//! Grandmaster upgrades - skill books and the levels they add

mod item;
mod session;

pub use item::{compute_upgrade_totals, UpgradeItem, UpgradeTotals};
pub use session::{Increment, UpgradeSession};
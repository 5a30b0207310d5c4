//! Formula constants configuration
//!
//! Defaults are the canonical constant set. Superseded values seen in older
//! builds of the calculator are noted next to each field; they can be
//! restored through `constants.toml` but are not separate runtime modes.

use super::ConfigError;
use serde::{Deserialize, Serialize};

/// Tunable formula constants
#[derive(Debug, Clone, Default, Serialize, Deserialize)]
#[serde(default)]
pub struct FormulaConstants {
    pub crit: CritConstants,
    pub crit_damage: CritDamageConstants,
    pub crit_scale: CritScaleConstants,
    pub secondary: SecondaryConstants,
    pub upgrade: UpgradeConstants,
    pub smooth_scale: SmoothScaleConstants,
    pub non_crit: NonCritModel,
}

impl FormulaConstants {
    pub fn validate(&self) -> Result<(), ConfigError> {
        let positives = [
            ("crit.rate_saturation", self.crit.rate_saturation),
            ("crit_damage.multiplier_saturation", self.crit_damage.multiplier_saturation),
            ("crit_scale.divisor", self.crit_scale.divisor),
            ("secondary.accuracy_saturation", self.secondary.accuracy_saturation),
            ("secondary.debuff_saturation", self.secondary.debuff_saturation),
            ("smooth_scale.reference_stat", self.smooth_scale.reference_stat),
        ];
        for (name, value) in positives {
            if !(value.is_finite() && value > 0.0) {
                return Err(ConfigError::ValidationError(format!(
                    "{} must be a positive number, got {}",
                    name, value
                )));
            }
        }

        if self.crit_scale.cap < 0.0 {
            return Err(ConfigError::ValidationError(
                "crit_scale.cap must not be negative".to_string(),
            ));
        }
        if self.smooth_scale.factor_min > self.smooth_scale.factor_max {
            return Err(ConfigError::ValidationError(format!(
                "smooth_scale.factor_min ({}) exceeds factor_max ({})",
                self.smooth_scale.factor_min, self.smooth_scale.factor_max
            )));
        }
        if let NonCritModel::Fixed { hit_factor } = self.non_crit {
            if !(hit_factor.is_finite() && hit_factor > 0.0) {
                return Err(ConfigError::ValidationError(format!(
                    "non_crit.hit_factor must be positive, got {}",
                    hit_factor
                )));
            }
        }
        Ok(())
    }
}

/// Crit rate curve: rate = ceiling * p / (p + saturation)
#[derive(Debug, Clone, Serialize, Deserialize)]
#[serde(default)]
pub struct CritConstants {
    pub rate_ceiling: f64,
    /// 1124.069 in the first damage form, 2368.384 in the stats overview
    pub rate_saturation: f64,
    /// Flat crit rate added while Onrush is active
    pub onrush_bonus: f64,
}

impl Default for CritConstants {
    fn default() -> Self {
        CritConstants {
            rate_ceiling: 96.98979,
            rate_saturation: 2368.384,
            onrush_bonus: 10.0,
        }
    }
}

/// Crit multiplier curve: multiplier = ceiling * p / (p + saturation) + base
#[derive(Debug, Clone, Serialize, Deserialize)]
#[serde(default)]
pub struct CritDamageConstants {
    /// Older builds used 180 / 1800
    pub multiplier_ceiling: f64,
    pub multiplier_saturation: f64,
    /// Multiplier with zero crit damage points, in percent
    pub base_multiplier: f64,
}

impl Default for CritDamageConstants {
    fn default() -> Self {
        CritDamageConstants {
            multiplier_ceiling: 290.8,
            multiplier_saturation: 2102.36,
            base_multiplier: 125.0,
        }
    }
}

/// Crit scale: 1 + clamp((multiplier - pivot) / divisor, 0, cap)
#[derive(Debug, Clone, Serialize, Deserialize)]
#[serde(default)]
pub struct CritScaleConstants {
    pub pivot: f64,
    /// Older builds used 600 with a 0.07 cap
    pub divisor: f64,
    pub cap: f64,
}

impl Default for CritScaleConstants {
    fn default() -> Self {
        CritScaleConstants {
            pivot: 150.0,
            divisor: 500.0,
            cap: 0.10,
        }
    }
}

/// Accuracy and debuff resistance curves
#[derive(Debug, Clone, Serialize, Deserialize)]
#[serde(default)]
pub struct SecondaryConstants {
    pub accuracy_ceiling: f64,
    pub accuracy_saturation: f64,
    pub accuracy_base: f64,
    pub debuff_ceiling: f64,
    pub debuff_saturation: f64,
}

impl Default for SecondaryConstants {
    fn default() -> Self {
        SecondaryConstants {
            accuracy_ceiling: 96.16,
            accuracy_saturation: 820.5,
            accuracy_base: 85.0,
            debuff_ceiling: 100.0794,
            debuff_saturation: 366.3908,
        }
    }
}

/// How an upgrade level maps to a bonus percent
#[derive(Debug, Clone, Copy, PartialEq, Eq, Default, Serialize, Deserialize)]
#[serde(rename_all = "snake_case")]
pub enum BonusPolicy {
    /// Index the Grandmaster table by total level
    #[default]
    Table,
    /// Sum each book's listed percent
    Linear,
}

#[derive(Debug, Clone, Serialize, Deserialize)]
#[serde(default)]
pub struct UpgradeConstants {
    /// Share of the listed upgrade percent that reaches skill damage (0.699 in older builds)
    pub scaling_coefficient: f64,
    pub policy: BonusPolicy,
}

impl Default for UpgradeConstants {
    fn default() -> Self {
        UpgradeConstants {
            scaling_coefficient: 0.728,
            policy: BonusPolicy::Table,
        }
    }
}

/// Smooth scale factor model constants
#[derive(Debug, Clone, Serialize, Deserialize)]
#[serde(default)]
pub struct SmoothScaleConstants {
    /// AP + crit damage points that map to a factor of 1.0
    pub reference_stat: f64,
    pub factor_min: f64,
    pub factor_max: f64,
    pub ap_scale_base: f64,
    pub ap_scale_slope: f64,
    pub base_scale_base: f64,
    pub base_scale_slope: f64,
    pub crit_base: f64,
    pub crit_base_slope: f64,
    pub crit_per_point: f64,
    pub crit_per_point_slope: f64,
    pub crit_damping: f64,
    /// Half-width of the crit range as a fraction of the average crit
    pub crit_variance: f64,
}

impl Default for SmoothScaleConstants {
    fn default() -> Self {
        SmoothScaleConstants {
            reference_stat: 4800.0,
            factor_min: 0.85,
            factor_max: 1.20,
            ap_scale_base: 0.62,
            ap_scale_slope: 0.30,
            base_scale_base: 0.88,
            base_scale_slope: 0.10,
            crit_base: 1.27,
            crit_base_slope: 0.15,
            crit_per_point: 0.00028,
            crit_per_point_slope: 0.00004,
            crit_damping: 0.95,
            crit_variance: 0.04,
        }
    }
}

/// Strategy for the non-critical hit range
#[derive(Debug, Clone, Copy, PartialEq, Serialize, Deserialize)]
#[serde(tag = "model", rename_all = "snake_case")]
pub enum NonCritModel {
    /// Blend base and AP with the smooth scale sub-factors
    SmoothScale,
    /// (base + AP + badge) times a flat hit factor
    Fixed {
        #[serde(default = "default_hit_factor")]
        hit_factor: f64,
    },
}

impl Default for NonCritModel {
    fn default() -> Self {
        NonCritModel::SmoothScale
    }
}

fn default_hit_factor() -> f64 {
    0.88
}
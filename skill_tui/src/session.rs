//! Session persistence - form text and book counts as JSON

use serde::{Deserialize, Serialize};
use skill_core::{CalcError, InputForm, Increment, UpgradeSession};
use std::collections::BTreeMap;
use std::fs;
use std::path::Path;
use thiserror::Error;

#[derive(Error, Debug)]
pub enum SessionError {
    #[error("Failed to access session file: {0}")]
    IoError(#[from] std::io::Error),
    #[error("Failed to parse session JSON: {0}")]
    ParseError(#[from] serde_json::Error),
    #[error("Saved books exceed the Grandmaster cap (level {attempted_level} > {max_level})")]
    OverCap { attempted_level: u32, max_level: u32 },
    #[error(transparent)]
    Calc(#[from] CalcError),
}

/// What gets written to disk
#[derive(Debug, Clone, Default, PartialEq, Serialize, Deserialize)]
pub struct SavedSession {
    pub form: InputForm,
    /// Book id to count
    pub books: BTreeMap<String, u32>,
}

impl SavedSession {
    pub fn capture(form: &InputForm, session: &UpgradeSession) -> Self {
        SavedSession {
            form: form.clone(),
            books: session
                .items()
                .iter()
                .filter(|item| item.count > 0)
                .map(|item| (item.id.clone(), item.count))
                .collect(),
        }
    }

    pub fn save(&self, path: &Path) -> Result<(), SessionError> {
        let json = serde_json::to_string_pretty(self)?;
        fs::write(path, json)?;
        tracing::info!(path = %path.display(), "session saved");
        Ok(())
    }

    pub fn load(path: &Path) -> Result<Self, SessionError> {
        let content = fs::read_to_string(path)?;
        let saved: SavedSession = serde_json::from_str(&content)?;
        tracing::info!(path = %path.display(), books = saved.books.len(), "session loaded");
        Ok(saved)
    }

    /// Apply saved counts to a fresh session, going through the level cap
    pub fn restore_books(&self, session: &mut UpgradeSession) -> Result<(), SessionError> {
        for (id, count) in &self.books {
            if let Increment::Rejected {
                attempted_level,
                max_level,
            } = session.increment(id, i64::from(*count))?
            {
                return Err(SessionError::OverCap {
                    attempted_level,
                    max_level,
                });
            }
        }
        Ok(())
    }
}

#[cfg(test)]
mod tests {
    use super::*;
    use skill_core::{DamageEngine, InputField};

    #[test]
    fn test_save_and_load() {
        let engine = DamageEngine::default();
        let mut session = engine.new_session();
        session.increment("purple", 2).unwrap();
        let mut form = InputForm::default();
        form.set(InputField::CritPoints, "1711");
        form.onrush_active = true;

        let path = std::env::temp_dir().join("skill_tui_session_roundtrip.json");
        SavedSession::capture(&form, &session).save(&path).unwrap();

        let loaded = SavedSession::load(&path).unwrap();
        assert_eq!(loaded.form, form);

        let mut restored = engine.new_session();
        loaded.restore_books(&mut restored).unwrap();
        assert_eq!(restored.count("purple"), Some(2));
        assert_eq!(restored.level(), 12);
    }

    #[test]
    fn test_restore_over_cap() {
        let engine = DamageEngine::default();
        let mut saved = SavedSession::default();
        saved.books.insert("legendary".to_string(), 18);

        let mut session = engine.new_session();
        assert!(matches!(
            saved.restore_books(&mut session),
            Err(SessionError::OverCap { attempted_level: 324, max_level: 306 })
        ));
        assert_eq!(session.level(), 0);
    }

    #[test]
    fn test_restore_unknown_book() {
        let engine = DamageEngine::default();
        let mut saved = SavedSession::default();
        saved.books.insert("red".to_string(), 1);

        let mut session = engine.new_session();
        assert!(matches!(
            saved.restore_books(&mut session),
            Err(SessionError::Calc(CalcError::UnknownBook(_)))
        ));
    }

    #[test]
    fn test_load_missing_file() {
        let path = std::env::temp_dir().join("skill_tui_no_such_session.json");
        let _ = std::fs::remove_file(&path);
        assert!(matches!(SavedSession::load(&path), Err(SessionError::IoError(_))));
    }
}
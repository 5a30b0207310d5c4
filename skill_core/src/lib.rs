//! skill_core - Skill damage formula engine
//!
//! This library provides:
//! - DamageEngine: Non-crit and crit damage ranges for a skill build
//! - UpgradeSession: Grandmaster skill book counts and their level cap
//! - Stat curves: Crit rate, crit multiplier, accuracy, debuff resistance
//! - Tier conversion: Rescaling a skill's base damage to another AP modifier
//!
//! All damage is computed against a target with zero defense.

pub mod config;
pub mod damage;
pub mod engine;
pub mod error;
pub mod input;
pub mod prelude;
pub mod stats;
pub mod types;
pub mod upgrade;

// Re-export core types for convenience
pub use config::{ConfigError, EngineConfig, FormulaConstants};
pub use damage::{roll_hit, Calculation, DamageResult, HitRoll};
pub use engine::DamageEngine;
pub use error::CalcError;
pub use input::{InputForm, RawInputs, Validation};
pub use stats::{CombatOverview, OverviewInputs};
pub use types::{DamageRange, InputField};
pub use upgrade::{Increment, UpgradeItem, UpgradeSession, UpgradeTotals};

* * * * * * * * *

Count every line above that holds the string "counts" and give the total, nothing more.

3